Extracted data.

"""

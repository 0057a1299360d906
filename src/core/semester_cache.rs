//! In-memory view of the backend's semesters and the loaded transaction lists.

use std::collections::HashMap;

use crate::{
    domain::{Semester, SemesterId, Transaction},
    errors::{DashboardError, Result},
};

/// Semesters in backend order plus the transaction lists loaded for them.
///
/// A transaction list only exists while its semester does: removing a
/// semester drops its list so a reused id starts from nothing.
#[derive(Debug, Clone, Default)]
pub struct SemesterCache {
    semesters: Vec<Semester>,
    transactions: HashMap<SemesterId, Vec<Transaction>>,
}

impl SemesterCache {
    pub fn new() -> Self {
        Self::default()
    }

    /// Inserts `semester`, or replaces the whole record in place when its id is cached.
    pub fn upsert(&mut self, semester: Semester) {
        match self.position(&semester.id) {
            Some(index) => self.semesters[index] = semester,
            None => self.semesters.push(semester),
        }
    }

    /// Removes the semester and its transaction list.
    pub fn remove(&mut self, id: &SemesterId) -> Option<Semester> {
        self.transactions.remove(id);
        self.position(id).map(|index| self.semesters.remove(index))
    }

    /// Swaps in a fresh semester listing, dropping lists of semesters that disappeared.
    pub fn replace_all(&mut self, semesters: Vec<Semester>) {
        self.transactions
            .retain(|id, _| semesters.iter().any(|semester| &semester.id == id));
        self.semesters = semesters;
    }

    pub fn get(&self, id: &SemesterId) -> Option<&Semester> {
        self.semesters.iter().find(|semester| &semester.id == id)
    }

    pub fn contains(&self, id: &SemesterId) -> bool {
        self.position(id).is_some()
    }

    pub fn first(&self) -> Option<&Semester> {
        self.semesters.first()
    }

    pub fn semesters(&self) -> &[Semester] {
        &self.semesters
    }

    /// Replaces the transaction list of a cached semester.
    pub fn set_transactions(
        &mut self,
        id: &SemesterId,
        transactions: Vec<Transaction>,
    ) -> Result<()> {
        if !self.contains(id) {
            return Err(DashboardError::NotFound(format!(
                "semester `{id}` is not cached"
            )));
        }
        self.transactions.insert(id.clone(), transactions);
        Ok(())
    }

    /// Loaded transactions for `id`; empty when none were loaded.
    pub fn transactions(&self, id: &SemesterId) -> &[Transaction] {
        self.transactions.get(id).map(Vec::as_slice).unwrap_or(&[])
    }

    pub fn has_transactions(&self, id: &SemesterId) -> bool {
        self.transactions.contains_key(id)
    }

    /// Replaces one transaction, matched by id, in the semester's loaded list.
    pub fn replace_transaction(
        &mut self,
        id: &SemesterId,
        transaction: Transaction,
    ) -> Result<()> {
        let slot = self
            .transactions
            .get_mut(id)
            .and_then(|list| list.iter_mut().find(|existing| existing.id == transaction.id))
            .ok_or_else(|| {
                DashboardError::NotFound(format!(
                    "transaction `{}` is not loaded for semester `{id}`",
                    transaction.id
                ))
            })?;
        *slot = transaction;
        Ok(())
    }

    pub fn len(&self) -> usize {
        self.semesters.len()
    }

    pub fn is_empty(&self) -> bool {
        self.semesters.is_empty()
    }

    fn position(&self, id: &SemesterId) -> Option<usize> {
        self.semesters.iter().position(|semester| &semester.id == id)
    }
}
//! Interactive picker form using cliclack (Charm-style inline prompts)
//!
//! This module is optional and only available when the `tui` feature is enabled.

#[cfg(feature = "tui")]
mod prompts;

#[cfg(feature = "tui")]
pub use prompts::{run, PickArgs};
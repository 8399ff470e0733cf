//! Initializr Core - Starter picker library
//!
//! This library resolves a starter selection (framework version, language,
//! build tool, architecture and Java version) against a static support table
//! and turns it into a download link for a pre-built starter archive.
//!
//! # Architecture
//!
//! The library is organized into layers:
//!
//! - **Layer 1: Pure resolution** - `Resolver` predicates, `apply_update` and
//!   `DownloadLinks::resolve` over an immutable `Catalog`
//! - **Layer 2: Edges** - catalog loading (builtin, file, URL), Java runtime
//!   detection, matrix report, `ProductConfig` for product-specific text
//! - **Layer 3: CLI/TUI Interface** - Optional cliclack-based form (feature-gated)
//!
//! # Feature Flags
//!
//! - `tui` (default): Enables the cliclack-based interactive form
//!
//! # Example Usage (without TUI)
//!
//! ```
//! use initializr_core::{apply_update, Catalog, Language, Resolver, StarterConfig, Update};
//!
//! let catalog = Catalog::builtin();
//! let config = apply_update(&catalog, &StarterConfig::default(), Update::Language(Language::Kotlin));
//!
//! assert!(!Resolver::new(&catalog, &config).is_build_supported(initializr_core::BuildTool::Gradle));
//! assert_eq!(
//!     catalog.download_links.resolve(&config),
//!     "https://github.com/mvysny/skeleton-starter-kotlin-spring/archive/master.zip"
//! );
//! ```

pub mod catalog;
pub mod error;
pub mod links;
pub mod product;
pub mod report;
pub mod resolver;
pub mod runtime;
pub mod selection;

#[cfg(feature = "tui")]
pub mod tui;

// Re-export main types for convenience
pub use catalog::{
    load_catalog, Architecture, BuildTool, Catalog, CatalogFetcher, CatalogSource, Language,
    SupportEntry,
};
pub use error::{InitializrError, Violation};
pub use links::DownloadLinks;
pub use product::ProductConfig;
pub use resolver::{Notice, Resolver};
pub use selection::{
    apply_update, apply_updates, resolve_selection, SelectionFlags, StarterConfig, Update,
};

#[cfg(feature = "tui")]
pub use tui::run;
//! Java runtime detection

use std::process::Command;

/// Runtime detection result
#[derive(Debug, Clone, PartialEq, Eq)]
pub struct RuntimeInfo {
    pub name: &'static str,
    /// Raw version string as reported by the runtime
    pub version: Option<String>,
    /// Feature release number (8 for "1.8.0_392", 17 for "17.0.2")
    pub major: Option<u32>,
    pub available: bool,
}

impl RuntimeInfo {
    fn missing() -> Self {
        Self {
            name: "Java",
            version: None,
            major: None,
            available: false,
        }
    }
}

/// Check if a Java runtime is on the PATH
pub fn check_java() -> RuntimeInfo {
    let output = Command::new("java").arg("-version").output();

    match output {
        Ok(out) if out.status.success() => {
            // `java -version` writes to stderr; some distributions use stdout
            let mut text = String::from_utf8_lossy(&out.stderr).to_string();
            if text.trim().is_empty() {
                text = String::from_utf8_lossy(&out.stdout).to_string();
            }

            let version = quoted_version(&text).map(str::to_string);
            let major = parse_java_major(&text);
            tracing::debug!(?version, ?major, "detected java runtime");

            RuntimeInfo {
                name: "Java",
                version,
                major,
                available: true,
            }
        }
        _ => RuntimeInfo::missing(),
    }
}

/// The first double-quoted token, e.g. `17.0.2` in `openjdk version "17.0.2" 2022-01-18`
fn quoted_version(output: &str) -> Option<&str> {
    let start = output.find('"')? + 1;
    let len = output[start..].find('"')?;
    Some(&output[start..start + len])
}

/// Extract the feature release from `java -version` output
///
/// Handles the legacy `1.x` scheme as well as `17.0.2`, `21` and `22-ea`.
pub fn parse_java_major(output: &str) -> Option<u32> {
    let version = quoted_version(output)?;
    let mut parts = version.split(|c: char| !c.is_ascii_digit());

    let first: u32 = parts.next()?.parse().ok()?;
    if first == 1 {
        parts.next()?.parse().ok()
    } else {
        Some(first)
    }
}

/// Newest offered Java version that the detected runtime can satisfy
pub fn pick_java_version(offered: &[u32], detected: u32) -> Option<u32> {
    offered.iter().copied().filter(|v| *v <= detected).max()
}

"""

Action item. Your job is to transcribe the listing exactly, line for line.

Final answer.
repository 0057a1299360d906
filename src/core/semester_cache.rs
//! In-memory view of the backend's semesters and the loaded transaction lists.

use std::collections::HashMap;

use crate::{
    domain::{Semester, SemesterId, Transaction},
    errors::{DashboardError, Result},
};

/// Semesters in backend order plus the transaction lists loaded for them.
///
/// A transaction list only exists while its semester does: removing a
/// semester drops its list so a reused id starts from nothing.
#[derive(Debug, Clone, Default)]
pub struct SemesterCache {
    semesters: Vec<Semester>,
    transactions: HashMap<SemesterId, Vec<Transaction>>,
}

impl SemesterCache {
    pub fn new() -> Self {
        Self::default()
    }

    /// Inserts `semester`, or replaces the whole record in place when its id is cached.
    pub fn upsert(&mut self, semester: Semester) {
        match self.position(&semester.id) {
            Some(index) => self.semesters[index] = semester,
            None => self.semesters.push(semester),
        }
    }

    /// Removes the semester and its transaction list.
    pub fn remove(&mut self, id: &SemesterId) -> Option<Semester> {
        self.transactions.remove(id);
        self.position(id).map(|index| self.semesters.remove(index))
    }

    /// Swaps in a fresh semester listing, dropping lists of semesters that disappeared.
    pub fn replace_all(&mut self, semesters: Vec<Semester>) {
        self.transactions
            .retain(|id, _| semesters.iter().any(|semester| &semester.id == id));
        self.semesters = semesters;
    }

    pub fn get(&self, id: &SemesterId) -> Option<&Semester> {
        self.semesters.iter().find(|semester| &semester.id == id)
    }

    pub fn contains(&self, id: &SemesterId) -> bool {
        self.position(id).is_some()
    }

    pub fn first(&self) -> Option<&Semester> {
        self.semesters.first()
    }

    pub fn semesters(&self) -> &[Semester] {
        &self.semesters
    }

    /// Replaces the transaction list of a cached semester.
    pub fn set_transactions(
        &mut self,
        id: &SemesterId,
        transactions: Vec<Transaction>,
    ) -> Result<()> {
        if !self.contains(id) {
            return Err(DashboardError::NotFound(format!(
                "semester `{id}` is not cached"
            )));
        }
        self.transactions.insert(id.clone(), transactions);
        Ok(())
    }

    /// Loaded transactions for `id`; empty when none were loaded.
    pub fn transactions(&self, id: &SemesterId) -> &[Transaction] {
        self.transactions.get(id).map(Vec::as_slice).unwrap_or(&[])
    }

    pub fn has_transactions(&self, id: &SemesterId) -> bool {
        self.transactions.contains_key(id)
    }

    /// Replaces one transaction, matched by id, in the semester's loaded list.
    pub fn replace_transaction(
        &mut self,
        id: &SemesterId,
        transaction: Transaction,
    ) -> Result<()> {
        let slot = self
            .transactions
            .get_mut(id)
            .and_then(|list| list.iter_mut().find(|existing| existing.id == transaction.id))
            .ok_or_else(|| {
                DashboardError::NotFound(format!(
                    "transaction `{}` is not loaded for semester `{id}`",
                    transaction.id
                ))
            })?;
        *slot = transaction;
        Ok(())
    }

    pub fn len(&self) -> usize {
        self.semesters.len()
    }

    pub fn is_empty(&self) -> bool {
        self.semesters.is_empty()
    }

    fn position(&self, id: &SemesterId) -> Option<usize> {
        self.semesters.iter().position(|semester| &semester.id == id)
    }
}
//! Interactive picker form using cliclack (Charm-style inline prompts)
//!
//! This module is optional and only available when the `tui` feature is enabled.

#[cfg(feature = "tui")]
mod prompts;

#[cfg(feature = "tui")]
pub use prompts::{run, PickArgs};
repository 8399ff470e0733cf
//! Initializr Core - Starter picker library
//!
//! This library resolves a starter selection (framework version, language,
//! build tool, architecture and Java version) against a static support table
//! and turns it into a download link for a pre-built starter archive.
//!
//! # Architecture
//!
//! The library is organized into layers:
//!
//! - **Layer 1: Pure resolution** - `Resolver` predicates, `apply_update` and
//!   `DownloadLinks::resolve` over an immutable `Catalog`
//! - **Layer 2: Edges** - catalog loading (builtin, file, URL), Java runtime
//!   detection, matrix report, `ProductConfig` for product-specific text
//! - **Layer 3: CLI/TUI Interface** - Optional cliclack-based form (feature-gated)
//!
//! # Feature Flags
//!
//! - `tui` (default): Enables the cliclack-based interactive form
//!
//! # Example Usage (without TUI)
//!
//! ```
//! use initializr_core::{apply_update, Catalog, Language, Resolver, StarterConfig, Update};
//!
//! let catalog = Catalog::builtin();
//! let config = apply_update(&catalog, &StarterConfig::default(), Update::Language(Language::Kotlin));
//!
//! assert!(!Resolver::new(&catalog, &config).is_build_supported(initializr_core::BuildTool::Gradle));
//! assert_eq!(
//!     catalog.download_links.resolve(&config),
//!     "https://github.com/mvysny/skeleton-starter-kotlin-spring/archive/master.zip"
//! );
//! ```

pub mod catalog;
pub mod error;
pub mod links;
pub mod product;
pub mod report;
pub mod resolver;
pub mod runtime;
pub mod selection;

#[cfg(feature = "tui")]
pub mod tui;

// Re-export main types for convenience
pub use catalog::{
    load_catalog, Architecture, BuildTool, Catalog, CatalogFetcher, CatalogSource, Language,
    SupportEntry,
};
pub use error::{InitializrError, Violation};
pub use links::DownloadLinks;
pub use product::ProductConfig;
pub use resolver::{Notice, Resolver};
pub use selection::{
    apply_update, apply_updates, resolve_selection, SelectionFlags, StarterConfig, Update,
};

#[cfg(feature = "tui")]
pub use tui::run;
//! Java runtime detection

use std::process::Command;

/// Runtime detection result
#[derive(Debug, Clone, PartialEq, Eq)]
pub struct RuntimeInfo {
    pub name: &'static str,
    /// Raw version string as reported by the runtime
    pub version: Option<String>,
    /// Feature release number (8 for "1.8.0_392", 17 for "17.0.2")
    pub major: Option<u32>,
    pub available: bool,
}

impl RuntimeInfo {
    fn missing() -> Self {
        Self {
            name: "Java",
            version: None,
            major: None,
            available: false,
        }
    }
}

/// Check if a Java runtime is on the PATH
pub fn check_java() -> RuntimeInfo {
    let output = Command::new("java").arg("-version").output();

    match output {
        Ok(out) if out.status.success() => {
            // `java -version` writes to stderr; some distributions use stdout
            let mut text = String::from_utf8_lossy(&out.stderr).to_string();
            if text.trim().is_empty() {
                text = String::from_utf8_lossy(&out.stdout).to_string();
            }

            let version = quoted_version(&text).map(str::to_string);
            let major = parse_java_major(&text);
            tracing::debug!(?version, ?major, "detected java runtime");

            RuntimeInfo {
                name: "Java",
                version,
                major,
                available: true,
            }
        }
        _ => RuntimeInfo::missing(),
    }
}

/// The first double-quoted token, e.g. `17.0.2` in `openjdk version "17.0.2" 2022-01-18`
fn quoted_version(output: &str) -> Option<&str> {
    let start = output.find('"')? + 1;
    let len = output[start..].find('"')?;
    Some(&output[start..start + len])
}

/// Extract the feature release from `java -version` output
///
/// Handles the legacy `1.x` scheme as well as `17.0.2`, `21` and `22-ea`.
pub fn parse_java_major(output: &str) -> Option<u32> {
    let version = quoted_version(output)?;
    let mut parts = version.split(|c: char| !c.is_ascii_digit());

    let first: u32 = parts.next()?.parse().ok()?;
    if first == 1 {
        parts.next()?.parse().ok()
    } else {
        Some(first)
    }
}

/// Newest offered Java version that the detected runtime can satisfy
pub fn pick_java_version(offered: &[u32], detected: u32) -> Option<u32> {
    offered.iter().copied().filter(|v| *v <= detected).max()
}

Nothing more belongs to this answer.